The Czech-born photographer must have looked ridiculous, the handle of an opened umbrella stuffed in his trousers pocket while he ran around Preah Khan, snapping pictures in a five-minute downpour.

The umbrella pocket is one of several devices that shape the 75 photographs of the Angkor temples in Poncar’s black-and-white photo exhibit at the Hotel Sofitel Cambodiana until mid-April.

Using a lens that machine-rotates 120 degrees vertically, Poncar scans the enormous, parasitic trees that impale the temples. He has also tramped all over Angkor Wat and the Bayon with a horizontally sliding panoramic camera in what is likely the most definitive photographic documentation of the temples yet.

Poncar, a resident of Germany for 33 years, works at the University of Applied Sciences in Cologne as the dean of faculty for imaging sciences. His program is regarded as a leader in the study of photography technology.

An urge to visit Cambodia first struck Poncar in the early 1970s, after he traveled through Central and East Asia to photograph decaying early Tibetan paintings.
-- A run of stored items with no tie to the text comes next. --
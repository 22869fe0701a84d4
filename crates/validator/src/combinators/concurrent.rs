//! CONCURRENT combinator - run branches on their own threads
//!
//! Every branch runs on a scoped thread against the same read-only scope.
//! Results travel back over a channel tagged with the branch index and are
//! merged in declaration order, so the outcome does not depend on which
//! thread finishes first.
//!
//! The first fatal error wins: it cancels a token derived from the scope's
//! context and is returned, and the violations of every other branch are
//! dropped. Branches that have not started yet see the cancelled token and
//! bail out; branches already running can poll
//! [`Scope::is_cancelled`](crate::foundation::Scope::is_cancelled) to stop
//! early.
//!
//! The fatal error is returned only after every running branch has
//! finished, because scoped threads are joined before [`concurrently`]
//! returns. A branch that never polls the token delays the fatal return by
//! its remaining run time.
//!
//! # Examples
//!
//! ```rust
//! use verity_validator::prelude::*;
//!
//! let result = Validator::new().validate(&[&concurrently()
//!     .with(string("").with(it::is_not_blank()).at_property("name"))
//!     .with(number(-1).with(it::is_positive()).at_property("age"))]);
//!
//! let violations = result.unwrap_err().into_violations().unwrap();
//! assert_eq!(violations.first().unwrap().path().to_string(), "name");
//! assert_eq!(violations.last().unwrap().path().to_string(), "age");
//! ```

use super::Arguments;
use crate::foundation::argument::argument_ext;
use crate::foundation::{Argument, ArgumentOptions, Error, Scope, ViolationList};
use std::sync::mpsc;
use std::thread;

#[must_use = "arguments do nothing until passed to a validator"]
pub struct Concurrent<'a> {
    arguments: Arguments<'a>,
    options: ArgumentOptions,
}

/// Runs every branch on its own scoped thread.
///
/// A fatal error returns once the branches already running have finished;
/// branches that do not poll
/// [`Scope::is_cancelled`](crate::foundation::Scope::is_cancelled) delay it.
pub fn concurrently<'a>() -> Concurrent<'a> {
    Concurrent {
        arguments: Vec::new(),
        options: ArgumentOptions::default(),
    }
}

impl<'a> Concurrent<'a> {
    pub fn with(mut self, argument: impl Argument + 'a) -> Self {
        self.arguments.push(Box::new(argument));
        self
    }
}

impl Argument for Concurrent<'_> {
    fn execute(&self, scope: &Scope) -> Result<ViolationList, Error> {
        let Some(scope) = self.options.scope(scope) else {
            return Ok(ViolationList::new());
        };
        if self.arguments.is_empty() {
            return Ok(ViolationList::new());
        }

        let token = scope.context().cancellation().child_token();
        let context = scope.context().clone().with_cancellation(token.clone());
        let scope = scope.with_context(context);
        let (sender, receiver) = mpsc::channel();

        thread::scope(|threads| {
            for (index, argument) in self.arguments.iter().enumerate() {
                let sender = sender.clone();
                let scope = &scope;
                threads.spawn(move || {
                    let result = if scope.is_cancelled() {
                        Err(Error::Cancelled)
                    } else {
                        argument.execute(scope)
                    };
                    // The receiver is gone once a fatal error was returned.
                    let _ = sender.send((index, result));
                });
            }
            drop(sender);

            let mut branches: Vec<Option<ViolationList>> = Vec::new();
            branches.resize_with(self.arguments.len(), || None);
            for (index, result) in receiver {
                match result {
                    Ok(violations) => branches[index] = Some(violations),
                    Err(error) => {
                        tracing::debug!(
                            path = %scope.path(),
                            branch = index,
                            %error,
                            "concurrent branch failed, cancelling siblings"
                        );
                        token.cancel();
                        return Err(error);
                    }
                }
            }

            let mut violations = ViolationList::new();
            for branch in branches.into_iter().flatten() {
                violations.join(branch);
            }
            Ok(violations)
        })
    }
}

argument_ext!(Concurrent<'a>);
But Poncar did not get a visa to Cambodia until 1993. He has visited twice a year since, he said, motivated to help preserve indigenous artifacts of Indian-influenced cultures.

In 1995, his idea to capture on celluloid every centimeter of the Angkor Wat bas-reliefs pushed him to scrounge $100,000 from private donors and the German government.

“Angkor has many fans among people who are well off,” Poncar said recently at the Cambodiana, explaining his ability to raise such funds.

He brought along six students from his university program. The primary piece of equipment used for the project was a specially adapted version of the Swiss-made Seitz panoramic camera.

The $30,000 camera—which looks like a miniature space satellite suspended inside a queen-size bed frame standing on its side—records the scroll-like bas reliefs by sliding horizontally on rails.

All told, Poncar said the camera traveled 7 km to capture the 12th-century bas reliefs at Angkor Wat. It also produced a 2.4-meter photo negative, the longest ever, he said.

Poncar filmed all the reliefs at night with artificial halogen lamplight to avoid the “confusing” angles of daylight.

The Angkor project resulted, among other things, in a book called, “Of Gods, Kings and Men” (Serindia Publications, 1995).

“You could say it’s the comic [strips] of the gods,” he quipped, citing the images of the Hindu god Vishnu creating life out of an ocean of milk.

His work has led him to a post as director of the

German-funded Apsara Conservation Project.

Poncar aims to finish photographing the bas reliefs in the pavilions of Angkor Wat and each of the 1,850 sandstone apsaras at Cambodia’s most widely recognized temple.

Next year Poncar hopes to take a sabbatical from teaching to return to photograph the 700 lintels in the great temple.

Unlike the five-minute rain shower at Preah Khan, the lintels should be here when he returns.